**Directions for this task**
Look through the entries below. Say how many lines include "existence", with nothing added.

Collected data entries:

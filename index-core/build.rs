use std::io::Result;

fn main() -> Result<()> {
    tonic_build::configure()
        .build_server(true)
        .build_client(true)
        .compile_protos(&["proto/index.proto"], &["proto"])?;
    Ok(())
}
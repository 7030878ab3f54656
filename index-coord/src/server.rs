//! Binds and runs the gRPC service and the metrics HTTP endpoint side by
//! side: a tonic gRPC server and a poem HTTP server raced with `select!`.

use crate::coordinator::Coordinator;
use crate::grpcapi::IndexCoordApi;
use index_core::proto::index_coord_server::IndexCoordServer;
use poem::endpoint::PrometheusExporter;
use poem::listener::TcpListener;
use prometheus::Registry;
use std::net::SocketAddr;
use std::sync::Arc;
use tonic::codec::CompressionEncoding;
use tracing::info;

pub async fn run_grpc_server(addr: SocketAddr, coordinator: Arc<Coordinator>) -> Result<(), tonic::transport::Error> {
    let (mut health_reporter, health_service) = tonic_health::server::health_reporter();
    health_reporter
        .set_serving::<IndexCoordServer<IndexCoordApi>>()
        .await;

    info!(%addr, "starting index-coord gRPC server");

    tonic::transport::Server::builder()
        .add_service(health_service)
        .add_service(
            IndexCoordServer::new(IndexCoordApi::new(coordinator))
                .send_compressed(CompressionEncoding::Gzip)
                .accept_compressed(CompressionEncoding::Gzip),
        )
        .serve(addr)
        .await
}

pub async fn run_metrics_server(addr: SocketAddr, registry: Registry) -> Result<(), std::io::Error> {
    info!(%addr, "starting index-coord metrics server");
    let app = PrometheusExporter::new(registry);
    poem::Server::new(TcpListener::bind(addr)).run(app).await
}
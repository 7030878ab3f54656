//! The *registry*: the external strongly-consistent key-value store used
//! for durable metadata and service discovery. Its contract
//! — get/put/compare-and-swap/delete/prefix-list/prefix-watch plus session
//! leases for membership events — is defined here; `etcd` is the only
//! concrete backend.

pub mod etcd;
pub mod memory;

use async_trait::async_trait;
use futures::stream::BoxStream;

/// Revision of a stored value, used as the optimistic-concurrency token for
/// `put_cas`. Opaque to callers beyond equality comparison.
pub type Revision = i64;

#[derive(Debug, Clone)]
pub struct KeyValue {
    pub key: String,
    pub value: Vec<u8>,
    pub revision: Revision,
}

#[derive(Debug, Clone)]
pub enum WatchEvent {
    Put(KeyValue),
    Delete { key: String },
}

#[derive(Debug, Clone, Copy, PartialEq, Eq)]
pub enum SessionEvent {
    Add { node_id: u64 },
    Del { node_id: u64 },
}

#[derive(Debug, thiserror::Error)]
pub enum RegistryError {
    #[error("registry connect failed: {0}")]
    Connect(String),
    #[error("registry operation failed: {0}")]
    Operation(String),
    #[error("compare-and-swap rejected: key {0} was modified concurrently")]
    CasConflict(String),
    #[error("key not found: {0}")]
    NotFound(String),
}

/// Minimal contract the coordinator and worker need from the metadata /
/// service-discovery store. Implementations must provide linearizable
/// CAS semantics per key.
#[async_trait]
pub trait Registry: Send + Sync {
    async fn get(&self, key: &str) -> Result<Option<KeyValue>, RegistryError>;

    async fn list_prefix(&self, prefix: &str) -> Result<Vec<KeyValue>, RegistryError>;

    /// Unconditional put used only for first-time creation; callers must
    /// have already checked for prior existence (see `MetadataTable::add_task`).
    async fn put(&self, key: &str, value: &[u8]) -> Result<Revision, RegistryError>;

    /// Put guarded by the revision the caller last observed. Returns the
    /// new revision on success, or `CasConflict` if `expected_revision` is
    /// stale.
    async fn put_cas(
        &self,
        key: &str,
        value: &[u8],
        expected_revision: Revision,
    ) -> Result<Revision, RegistryError>;

    async fn delete(&self, key: &str) -> Result<(), RegistryError>;

    /// Watches all keys under `prefix`, starting at `start_revision`
    /// (use 0 to start from "now"). The stream never completes on its own;
    /// callers drop it (or cancel a wrapping task) to stop watching.
    async fn watch_prefix(
        &self,
        prefix: &str,
        start_revision: Revision,
    ) -> Result<BoxStream<'static, WatchEvent>, RegistryError>;

    /// Registers `node_id`/`address` under a leased session key and keeps
    /// the lease alive until the returned guard is dropped or the process
    /// exits. Used by workers to announce themselves; the coordinator
    /// observes the resulting add/remove through `watch_sessions`.
    async fn register_session(&self, prefix: &str, node_id: u64, address: &str) -> Result<(), RegistryError>;

    /// Watches session add/remove events under `prefix`, returning the
    /// currently-live set and the revision to resume watching from.
    async fn snapshot_sessions(
        &self,
        prefix: &str,
    ) -> Result<(Vec<(u64, String)>, Revision), RegistryError>;

    async fn watch_sessions(
        &self,
        prefix: &str,
        start_revision: Revision,
    ) -> Result<BoxStream<'static, SessionEvent>, RegistryError>;
}
//! Structured logging setup. `init_tracing_with_default_env_filter` is
//! the first call every binary's `main` makes, before anything else runs.

use tracing_subscriber::fmt::format::FmtSpan;
use tracing_subscriber::EnvFilter;

#[derive(Clone, Copy, Debug, Default, PartialEq, Eq)]
pub enum TracingFormat {
    #[default]
    Text,
    Json,
}

/// Installs the global `tracing` subscriber. `RUST_LOG` (falling back to
/// `info`) selects verbosity; `format` selects the on-the-wire shape, text
/// for local development and json for anything log-shipped.
pub fn init_tracing_with_default_env_filter(service_name: &str, format: TracingFormat) {
    let filter = EnvFilter::try_from_default_env().unwrap_or_else(|_| EnvFilter::new("info"));

    let subscriber = tracing_subscriber::fmt()
        .with_env_filter(filter)
        .with_span_events(FmtSpan::CLOSE)
        .with_target(true);

    match format {
        TracingFormat::Text => subscriber.init(),
        TracingFormat::Json => subscriber.json().init(),
    }

    tracing::info!(service = service_name, "tracing initialized");
}
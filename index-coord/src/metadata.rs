//! C3: the metadata table. Owns the single authoritative, lock-protected
//! in-memory cache of every `TaskRecord`, kept coherent with the registry
//! by writing through it on every mutation.

use index_core::error::MetadataError;
use index_core::model::{BuildRequest, TaskRecord, TaskState};
use index_core::registry::{Registry, WatchEvent};
use std::collections::{HashMap, HashSet};
use std::sync::Arc;
use tokio::sync::Mutex;
use tracing::{info, warn};

pub struct MetadataTable {
    registry: Arc<dyn Registry>,
    meta_root_path: String,
    cache: Mutex<HashMap<u64, TaskRecord>>,
}

impl MetadataTable {
    pub fn new(registry: Arc<dyn Registry>, meta_root_path: String) -> Self {
        Self {
            registry,
            meta_root_path,
            cache: Mutex::new(HashMap::new()),
        }
    }

    fn key(&self, index_build_id: u64) -> String {
        TaskRecord::registry_key(&self.meta_root_path, index_build_id)
    }

    /// Loads every task currently in the registry into the cache,
    /// replacing whatever was there before. Called once during the
    /// coordinator's init sequence before any RPC is served.
    pub async fn load_from_registry(&self) -> Result<(), MetadataError> {
        let entries = self.registry.list_prefix(&format!("{}/indexes/", self.meta_root_path)).await?;
        let mut cache = self.cache.lock().await;
        cache.clear();
        for kv in entries {
            match TaskRecord::try_from(kv.value.as_slice()) {
                Ok(record) => {
                    cache.insert(record.index_build_id, record);
                }
                Err(err) => {
                    warn!(key = %kv.key, %err, "skipping corrupt task record during load");
                }
            }
        }
        info!(count = cache.len(), "metadata table loaded from registry");
        Ok(())
    }

    /// Applies a single registry watch event to the cache, used by the
    /// watch-meta loop (C6) to stay current without a full reload.
    pub async fn apply_watch_event(&self, event: WatchEvent) {
        let mut cache = self.cache.lock().await;
        match event {
            WatchEvent::Put(kv) => match TaskRecord::try_from(kv.value.as_slice()) {
                Ok(record) => {
                    cache.insert(record.index_build_id, record);
                }
                Err(err) => warn!(key = %kv.key, %err, "dropping corrupt task record from watch"),
            },
            WatchEvent::Delete { key } => {
                if let Some(id) = key.rsplit('/').next().and_then(|s| s.parse::<u64>().ok()) {
                    cache.remove(&id);
                }
            }
        }
    }

    /// returns the existing live
    /// (not marked-deleted) task whose request fingerprint matches `req`,
    /// if any.
    pub async fn find_by_fingerprint(&self, req: &BuildRequest) -> Option<u64> {
        let fingerprint = req.fingerprint();
        let cache = self.cache.lock().await;
        cache
            .values()
            .find(|r| !r.mark_deleted && r.req.fingerprint() == fingerprint)
            .map(|r| r.index_build_id)
    }

    /// Creates a brand-new task record, writing through to the registry
    /// first so a crash between the two never leaves the cache ahead of
    /// durable state. Fails with `AlreadyExists` if `index_build_id` is
    /// already present in the registry — `put` is unconditional, so the
    /// existence check has to happen here before it's called.
    pub async fn add_task(&self, index_build_id: u64, req: BuildRequest) -> Result<(), MetadataError> {
        if self.registry.get(&self.key(index_build_id)).await?.is_some() {
            return Err(MetadataError::AlreadyExists(index_build_id));
        }
        let record = TaskRecord::new(index_build_id, req);
        self.registry.put(&self.key(index_build_id), &record.encode()).await?;
        self.cache.lock().await.insert(index_build_id, record);
        Ok(())
    }

    /// Retries on CAS conflict against the registry, then reconciles the
    /// cache with the record that actually won. `MAX_ATTEMPTS` bounds the
    /// busy loop; a persistent conflict is logged and deferred to the next
    /// caller.
    async fn update_cas<F>(&self, index_build_id: u64, mutate: F) -> Result<TaskRecord, MetadataError>
    where
        F: Fn(&mut TaskRecord),
    {
        const MAX_ATTEMPTS: u32 = 16;
        let record = index_core::task_store::update_cas(
            &self.registry,
            &self.meta_root_path,
            index_build_id,
            MAX_ATTEMPTS,
            mutate,
        )
        .await
        .map_err(|err| match err {
            index_core::task_store::TaskStoreError::NotFound(id) => MetadataError::NotFound(id),
            index_core::task_store::TaskStoreError::Conflict(id, attempts) => {
                MetadataError::Conflict(id, attempts)
            }
            index_core::task_store::TaskStoreError::Registry(e) => MetadataError::Registry(e),
            index_core::task_store::TaskStoreError::Decode(id, e) => MetadataError::Decode(id, e),
        })?;
        self.cache.lock().await.insert(index_build_id, record.clone());
        Ok(record)
    }

    /// Bumps a task's version, the mutation the assign loop (C5) makes
    /// *before* it even has a worker picked, so a late completion from
    /// whichever node held the previous version is rejected by CAS
    /// regardless of whether this tick ever dispatches successfully — a
    /// worker RPC failure never decrements the version once bumped.
    pub async fn update_version(&self, index_build_id: u64) -> Result<u64, MetadataError> {
        let record = self
            .update_cas(index_build_id, |record| record.version += 1)
            .await?;
        Ok(record.version)
    }

    /// Flips a task to `InProgress` on the given node. Called only after
    /// the assign loop's `CreateIndex` RPC has actually succeeded — a
    /// task whose dispatch RPC failed must stay `Unissued` so it is
    /// retried next tick.
    pub async fn build_index(&self, index_build_id: u64, node_id: u64) -> Result<(), MetadataError> {
        self.update_cas(index_build_id, |record| {
            record.node_id = node_id;
            record.state = TaskState::InProgress;
        })
        .await?;
        Ok(())
    }

    /// Test/seeding convenience combining `update_version` + `build_index`
    /// into one step, for scenarios that only care about the resulting
    /// state and not the two-phase dispatch sequencing. Not used by the
    /// real assign loop (see `assign::tick`), which must observe the RPC
    /// outcome between the two.
    pub async fn assign_task(&self, index_build_id: u64, node_id: u64) -> Result<u64, MetadataError> {
        let version = self.update_version(index_build_id).await?;
        self.build_index(index_build_id, node_id).await?;
        Ok(version)
    }

    pub async fn mark_deleted(&self, index_id: u64) -> Result<(), MetadataError> {
        let ids: Vec<u64> = {
            let cache = self.cache.lock().await;
            cache
                .values()
                .filter(|r| r.req.index_id == index_id && !r.mark_deleted)
                .map(|r| r.index_build_id)
                .collect()
        };
        for id in ids {
            self.update_cas(id, |record| record.mark_deleted = true).await?;
        }
        Ok(())
    }

    pub async fn mark_recycled(&self, index_build_id: u64) -> Result<(), MetadataError> {
        self.update_cas(index_build_id, |record| record.recycled = true)
            .await
            .map(|_| ())
    }

    /// Removes a task record entirely once its blobs have been reclaimed
    ///.
    pub async fn delete_task(&self, index_build_id: u64) -> Result<(), MetadataError> {
        self.registry.delete(&self.key(index_build_id)).await?;
        self.cache.lock().await.remove(&index_build_id);
        Ok(())
    }

    pub async fn get_states(&self, index_build_ids: &[u64]) -> Vec<Option<TaskRecord>> {
        let cache = self.cache.lock().await;
        index_build_ids.iter().map(|id| cache.get(id).cloned()).collect()
    }

    pub async fn get_file_paths(&self, index_build_id: u64) -> Option<Vec<String>> {
        self.cache
            .lock()
            .await
            .get(&index_build_id)
            .filter(|r| r.state == TaskState::Finished)
            .map(|r| r.index_file_paths.clone())
    }

    /// Unassigned or orphaned (assigned to a now-dead node) tasks, sorted
    /// by version ascending so the assign loop (C5) favours the
    /// longest-waiting work first.
    pub async fn get_unassigned_tasks(&self, live_node_ids: &HashSet<u64>) -> Vec<TaskRecord> {
        let cache = self.cache.lock().await;
        let mut tasks: Vec<TaskRecord> = cache
            .values()
            .filter(|r| !r.mark_deleted && r.is_unassigned(live_node_ids))
            .cloned()
            .collect();
        tasks.sort_by_key(|r| r.version);
        tasks
    }

    /// Tasks with reclaimable blobs: fully
    /// deleted records, and stale (superseded) versions not yet recycled.
    pub async fn get_unused_index_files(&self) -> Vec<TaskRecord> {
        self.cache
            .lock()
            .await
            .values()
            .filter(|r| r.has_unused_files())
            .cloned()
            .collect()
    }

    /// In-flight task count per node, used by the worker pool (C2) to
    /// reconcile its priority heap after a reload.
    pub async fn get_node_task_stats(&self) -> HashMap<u64, i64> {
        let mut stats = HashMap::new();
        for record in self.cache.lock().await.values() {
            if record.state == TaskState::InProgress {
                *stats.entry(record.node_id).or_insert(0) += 1;
            }
        }
        stats
    }
}

#[cfg(test)]
mod tests {
    use super::*;
    use index_core::registry::memory::InMemoryRegistry;
    use std::collections::BTreeMap;

    fn req(index_id: u64) -> BuildRequest {
        BuildRequest {
            index_id,
            index_name: "idx".to_string(),
            data_paths: vec!["/a".to_string()],
            type_params: BTreeMap::new(),
            index_params: BTreeMap::new(),
        }
    }

    fn table() -> MetadataTable {
        let registry: Arc<dyn Registry> = Arc::new(InMemoryRegistry::new());
        MetadataTable::new(registry, "meta-root".to_string())
    }

    fn table_with_registry() -> (MetadataTable, Arc<dyn Registry>) {
        let registry: Arc<dyn Registry> = Arc::new(InMemoryRegistry::new());
        (MetadataTable::new(registry.clone(), "meta-root".to_string()), registry)
    }

    #[tokio::test]
    async fn add_then_find_by_fingerprint_dedups() {
        let table = table();
        table.add_task(1, req(7)).await.unwrap();
        assert_eq!(table.find_by_fingerprint(&req(7)).await, Some(1));
        assert_eq!(table.find_by_fingerprint(&req(8)).await, None);
    }

    #[tokio::test]
    async fn add_task_rejects_a_reused_id() {
        let table = table();
        table.add_task(1, req(7)).await.unwrap();
        let err = table.add_task(1, req(8)).await.unwrap_err();
        assert!(matches!(err, MetadataError::AlreadyExists(1)));
        // the original record must survive untouched
        assert_eq!(table.find_by_fingerprint(&req(7)).await, Some(1));
    }

    #[tokio::test]
    async fn worker_commit_then_reload_reflects_finished_state() {
        let (table, registry) = table_with_registry();
        table.add_task(1, req(7)).await.unwrap();
        let version = table.assign_task(1, 42).await.unwrap();
        assert_eq!(version, 1);

        // Simulate the worker committing its result directly to the
        // registry, the way `index-node` does — the coordinator never calls this itself.
        index_core::task_store::update_cas(&registry, "meta-root", 1, 8, |record| {
            record.state = TaskState::Finished;
            record.index_file_paths = vec!["p1".to_string()];
        })
        .await
        .unwrap();

        table.load_from_registry().await.unwrap();
        let states = table.get_states(&[1]).await;
        let record = states[0].as_ref().unwrap();
        assert_eq!(record.state, TaskState::Finished);
        assert_eq!(record.index_file_paths, vec!["p1".to_string()]);
    }

    #[tokio::test]
    async fn mark_deleted_marks_every_build_for_index() {
        let table = table();
        table.add_task(1, req(7)).await.unwrap();
        table.assign_task(1, 42).await.unwrap();
        table.add_task(2, req(7)).await.unwrap();
        table.mark_deleted(7).await.unwrap();

        let unused = table.get_unused_index_files().await;
        assert_eq!(unused.len(), 2);
    }

    #[tokio::test]
    async fn unassigned_tasks_include_orphans_of_dead_nodes() {
        let table = table();
        table.add_task(1, req(7)).await.unwrap();
        table.assign_task(1, 99).await.unwrap();

        let live: HashSet<u64> = HashSet::new();
        let unassigned = table.get_unassigned_tasks(&live).await;
        assert_eq!(unassigned.len(), 1);

        let live: HashSet<u64> = [99].into_iter().collect();
        let unassigned = table.get_unassigned_tasks(&live).await;
        assert!(unassigned.is_empty());
    }
}
//! Prometheus metrics registration, mirroring `index-coord::metrics`.

use prometheus::{IntCounterVec, IntGauge, Opts, Registry};

pub struct Metrics {
    pub registry: Registry,
    pub builds_total: IntCounterVec,
    pub build_in_progress: IntGauge,
}

pub fn register_all() -> Metrics {
    let registry = Registry::new();

    let builds_total = IntCounterVec::new(
        Opts::new("index_node_builds_total", "Builds handled by this worker, by outcome"),
        &["outcome"],
    )
    .expect("metric options are static and valid");
    registry
        .register(Box::new(builds_total.clone()))
        .expect("metric name is unique");

    let build_in_progress = IntGauge::new(
        "index_node_build_in_progress",
        "1 if this worker currently holds a build, else 0",
    )
    .expect("metric options are static and valid");
    registry
        .register(Box::new(build_in_progress.clone()))
        .expect("metric name is unique");

    let _ = registry.register(Box::new(prometheus::process_collector::ProcessCollector::for_self()));

    Metrics {
        registry,
        builds_total,
        build_in_progress,
    }
}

**Written reply**
2